One of the experimental drugs that US President Donald Trump received while he was battling covid-19, has been approved for emergency use by the Food and Drug Administration.

The drug, made by the biotech company Regeneron, is the second antibody treatment to win emergency use approval from the FDA.

The treatment combines two antibodies — casirivimab and imdevimab — and administers them together by IV. In a clinical trial of about 800 people, the combination was shown to significantly reduce virus levels within days of treatment.

Regeneron’s drug, called REGEN-COV2, “is designed to mimic what a well-functioning immune system does by using very potent antibodies to neutralize the virus,” Regeneron’s chief scientific officer, Dr. George Yancopoulos, said in a statement. “We are encouraged that no variants resistant to the cocktail were identified in the clinical trial analyses to date.”

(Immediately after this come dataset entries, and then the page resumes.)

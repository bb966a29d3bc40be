//! Chess board representation and movement rules.
//!
//! The board owns an 8x8 grid over an arena of pieces. Each piece validates
//! its own moves against a read-only view of the board; `Board::move_piece`
//! is the single entry point that changes occupancy. Turn order, check and
//! the special moves (castling, en passant, promotion) are left to callers.
//!
//! # Example
//! ```
//! use chess_board::board::{Board, PieceKind, Square, Team};
//!
//! let mut board = Board::empty();
//! board.place(Team::White, PieceKind::Pawn, 6, 4).unwrap();
//! let mv = board.move_piece(Square(6, 4), Square(4, 4)).unwrap();
//! assert_eq!(mv.to_string(), "pe2-e4");
//! ```

mod attack_tables;
mod builder;
mod consistency;
mod error;
mod movegen;
mod pieces;
pub mod prelude;
mod state;
mod types;

#[cfg(test)]
mod tests;

pub use builder::BoardBuilder;
pub use error::BoardError;
pub use pieces::{Piece, PieceId};
pub use state::{Board, PieceStatus};
pub use types::{Move, MoveList, PieceKind, Square, Team, BOARD_SIZE};
// src/ui.rs
//
// JavaScript-facing handle. The page forwards user input here and re-renders
// from `snapshot()` whenever the change callback fires.
//
use serde_json::Value;
use wasm_bindgen::prelude::*;

use crate::command_executors::Effects;
use crate::messages::Message;
use crate::state::ChatRuntime;
use crate::error_log;

#[wasm_bindgen]
pub struct ChatApp {
    runtime: ChatRuntime,
}

#[wasm_bindgen]
impl ChatApp {
    #[wasm_bindgen(constructor)]
    pub fn new() -> ChatApp {
        ChatApp {
            runtime: ChatRuntime::new(Effects::browser()),
        }
    }

    pub fn login(&self, username: &str) {
        self.runtime.dispatch(Message::Login(username.to_string()));
    }

    pub fn logout(&self) {
        self.runtime.dispatch(Message::Logout);
    }

    #[wasm_bindgen(js_name = selectRoom)]
    pub fn select_room(&self, room: &str) {
        self.runtime.dispatch(Message::SelectRoom(room.to_string()));
    }

    #[wasm_bindgen(js_name = createRoom)]
    pub fn create_room(&self, name: &str) {
        self.runtime.dispatch(Message::CreateRoom(name.to_string()));
    }

    #[wasm_bindgen(js_name = sendMessage)]
    pub fn send_message(&self, content: &str) {
        self.runtime.dispatch(Message::SendChat(content.to_string()));
    }

    #[wasm_bindgen(js_name = inputChanged)]
    pub fn input_changed(&self) {
        self.runtime.dispatch(Message::InputChanged);
    }

    #[wasm_bindgen(js_name = inputBlurred)]
    pub fn input_blurred(&self) {
        self.runtime.dispatch(Message::InputBlurred);
    }

    #[wasm_bindgen(js_name = inputCancelled)]
    pub fn input_cancelled(&self) {
        self.runtime.dispatch(Message::InputCancelled);
    }

    /// Validates against a copy first so the caller gets the error back.
    #[wasm_bindgen(js_name = updateSetting)]
    pub fn update_setting(&self, key: &str, value: JsValue) -> Result<(), JsValue> {
        let value: Value = serde_wasm_bindgen::from_value(value)?;
        let mut probe = self.runtime.with_state(|s| s.settings.clone());
        probe.update_setting(key, value.clone())?;

        self.runtime.dispatch(Message::UpdateSetting {
            key: key.to_string(),
            value,
        });
        Ok(())
    }

    #[wasm_bindgen(js_name = resetSettings)]
    pub fn reset_settings(&self) {
        self.runtime.dispatch(Message::ResetSettings);
    }

    pub fn settings(&self) -> Result<JsValue, JsValue> {
        let settings = self.runtime.with_state(|s| s.settings.clone());
        Ok(serde_wasm_bindgen::to_value(&settings)?)
    }

    pub fn snapshot(&self) -> Result<JsValue, JsValue> {
        Ok(serde_wasm_bindgen::to_value(&self.runtime.snapshot())?)
    }

    /// `callback()` runs after every processed batch of events.
    #[wasm_bindgen(js_name = setOnChange)]
    pub fn set_on_change(&self, callback: js_sys::Function) {
        self.runtime.set_on_change(Box::new(move || {
            if let Err(e) = callback.call0(&JsValue::NULL) {
                error_log!("Change callback failed: {:?}", e);
            }
        }));
    }
}

impl Default for ChatApp {
    fn default() -> Self {
        Self::new()
    }
}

Initial doses of REGEN-COV2 will be made available to approximately 300,000 patients, with no medication out-of-pocket costs, under U.S. government allocation program.

George D. Yancopoulos, Co-Founder, President and Chief Scientific Officer of Regeneron Pharmaceutical, is the Greek American biomedical scientist behind Donald Trump’s COVID-19 antibody cocktail.

Yancopoulos, the son of Greek immigrants and a life-long New Yorker, attended New York City public schools and graduated as valedictorian of the Bronx High School of Science, where he was a top winner of the nation’s premier high school science competition, then known as the Westinghouse Science Talent Search.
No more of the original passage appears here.